In sexually reproducing organisms, life begins with the fusion of transcriptionally silent gametes, the oocyte and sperm. Although initiation of transcription in the embryo, known as zygotic genome activation (ZGA), is universally required for development, the transcription factors regulating this process are poorly conserved. In this Perspective, we discuss recent insights into the mechanisms of ZGA in totipotent mammalian embryos, namely ZGA regulation by several transcription factors, including by orphan nuclear receptors (OrphNRs) such as the pioneer transcription factor NR5A2, and by factors of the DUX, TPRX and OBOX families. We performed a meta-analysis and compiled a list of pan-ZGA genes, and found that most of these genes are indeed targets of the above transcription factors. Remarkably, more than a third of these ZGA genes appear to be regulated both by OrphNRs such as NR5A2 and by OBOX proteins, whose motifs co-occur in SINE B1 retrotransposable elements, which are enriched near ZGA genes. We propose that ZGA in mice is activated by recruitment of multiple transcription factors to SINE B1 elements that function as enhancers, and discuss a potential relevance of this mechanism to Alu retrotransposable elements in human ZGA.
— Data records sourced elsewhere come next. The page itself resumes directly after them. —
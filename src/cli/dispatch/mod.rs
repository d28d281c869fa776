use crate::{
    api::{transport::TransportPolicy, Backend},
    cli::{
        actions::{server::Args, Action},
        commands::{self, backend, gate},
    },
    gate::{GateConfig, MissingTemplate},
};
use anyhow::{anyhow, Context, Result};
use secrecy::SecretString;
use std::path::PathBuf;

/// # Errors
/// Returns an error if required arguments are missing or inconsistent.
pub fn handler(matches: &clap::ArgMatches) -> Result<Action> {
    let port = matches
        .get_one::<u16>(commands::ARG_PORT)
        .copied()
        .unwrap_or(8080);

    let password = matches
        .get_one::<String>(gate::ARG_PASSWORD)
        .cloned()
        .context("missing required argument: --password")?;

    let missing_template = matches
        .get_one::<String>(gate::ARG_MISSING_TEMPLATE)
        .map_or(Ok(MissingTemplate::default()), |value| {
            value.parse::<MissingTemplate>()
        })
        .map_err(|e| anyhow!(e))?;

    let mut gate_config =
        GateConfig::new(SecretString::from(password)).with_missing_template(missing_template);
    if let Some(path) = matches.get_one::<String>(gate::ARG_LOGIN_HTML_PATH) {
        gate_config = gate_config.with_login_html_path(path);
    }
    if let Some(title) = matches.get_one::<String>(gate::ARG_TITLE) {
        gate_config = gate_config.with_title(title);
    }

    let backend = if let Some(upstream) = matches.get_one::<String>(backend::ARG_UPSTREAM) {
        Backend::upstream(upstream)?
    } else {
        let root = matches
            .get_one::<String>(backend::ARG_ROOT)
            .context("missing required argument: --upstream or --root")?;
        Backend::Directory(PathBuf::from(root))
    };

    let policy = TransportPolicy {
        trust_forwarded_proto: matches.get_flag(gate::ARG_TRUST_FORWARDED_PROTO),
    };

    Ok(Action::Server(Args {
        port,
        gate: gate_config,
        backend,
        policy,
    }))
}

#[cfg(test)]
mod tests {
    use super::*;
    use std::path::Path;

    fn matches(args: &[&str]) -> clap::ArgMatches {
        let vars: Vec<(&str, Option<&str>)> = [
            "PASSGATE_PASSWORD",
            "PASSGATE_LOGIN_HTML_PATH",
            "PASSGATE_TITLE",
            "PASSGATE_MISSING_TEMPLATE",
            "PASSGATE_TRUST_FORWARDED_PROTO",
            "PASSGATE_UPSTREAM",
            "PASSGATE_ROOT",
            "PASSGATE_PORT",
        ]
        .into_iter()
        .map(|key| (key, None))
        .collect();
        temp_env::with_vars(vars, || {
            commands::new().get_matches_from(std::iter::once("passgate").chain(args.iter().copied()))
        })
    }

    #[test]
    fn builds_server_action_for_upstream() -> Result<()> {
        let matches = matches(&[
            "--password",
            "s3cret",
            "--upstream",
            "http://127.0.0.1:3000",
            "--missing-template",
            "deny",
            "--login-html-path",
            "/srv/login.html",
            "--trust-forwarded-proto",
        ]);

        let Action::Server(args) = handler(&matches)?;
        assert_eq!(args.port, 8080);
        assert_eq!(args.gate.missing_template(), MissingTemplate::Deny);
        assert_eq!(args.gate.login_html_path(), Path::new("/srv/login.html"));
        assert_eq!(args.gate.title(), "Password Protected");
        assert!(matches!(args.backend, Backend::Upstream(_)));
        assert!(args.policy.trust_forwarded_proto);
        Ok(())
    }

    #[test]
    fn builds_server_action_for_directory() -> Result<()> {
        let matches = matches(&["--password", "s3cret", "--root", "/srv/www", "-p", "9000"]);

        let Action::Server(args) = handler(&matches)?;
        assert_eq!(args.port, 9000);
        assert_eq!(args.backend, Backend::Directory(PathBuf::from("/srv/www")));
        assert_eq!(args.gate.missing_template(), MissingTemplate::Allow);
        assert!(!args.policy.trust_forwarded_proto);
        Ok(())
    }

    #[test]
    fn rejects_https_upstream() {
        let matches = matches(&["--password", "s3cret", "--upstream", "https://example.com"]);
        assert!(handler(&matches).is_err());
    }

    #[test]
    fn password_is_kept_secret() -> Result<()> {
        let matches = matches(&["--password", "s3cret", "--root", "/srv/www"]);
        let Action::Server(args) = handler(&matches)?;
        assert!(!format!("{args:?}").contains("s3cret"));
        Ok(())
    }
}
在有性繁殖生物体中，生命始于转录沉默配子、卵母细胞和精子的融合。尽管胚胎中转录的启动，称为合子基因组激活 （ZGA），是发育的普遍需要，但调节这一过程的转录因子保存得很差。在这个观点中，我们讨论了对全能哺乳动物胚胎中 ZGA 机制的最新见解，即几种转录因子的 ZGA 调节，包括孤儿核受体 （OrphNRs），如先锋转录因子 NR5A2，以及 DUX、TPRX 和 OBOX 家族的因子。我们进行了荟萃分析，整理了一份 pan-ZGA 基因列表，发现这些基因中的大多数确实是上述转录因子的靶点。值得注意的是，这些 ZGA 基因中超过三分之一似乎同时受到 OrphNR（如 NR5A2）和 OBOX 蛋白的调节，其基序共出现在 SINE B1 逆转录转座因子中，这些元件在 ZGA 基因附近富集。我们提出，小鼠中的 ZGA 是通过将多个转录因子募集到作为增强子的 SINE B1 元件而被激活的，并讨论了这种机制与人类 ZGA 中 Alu 逆转录转座因子的潜在相关性。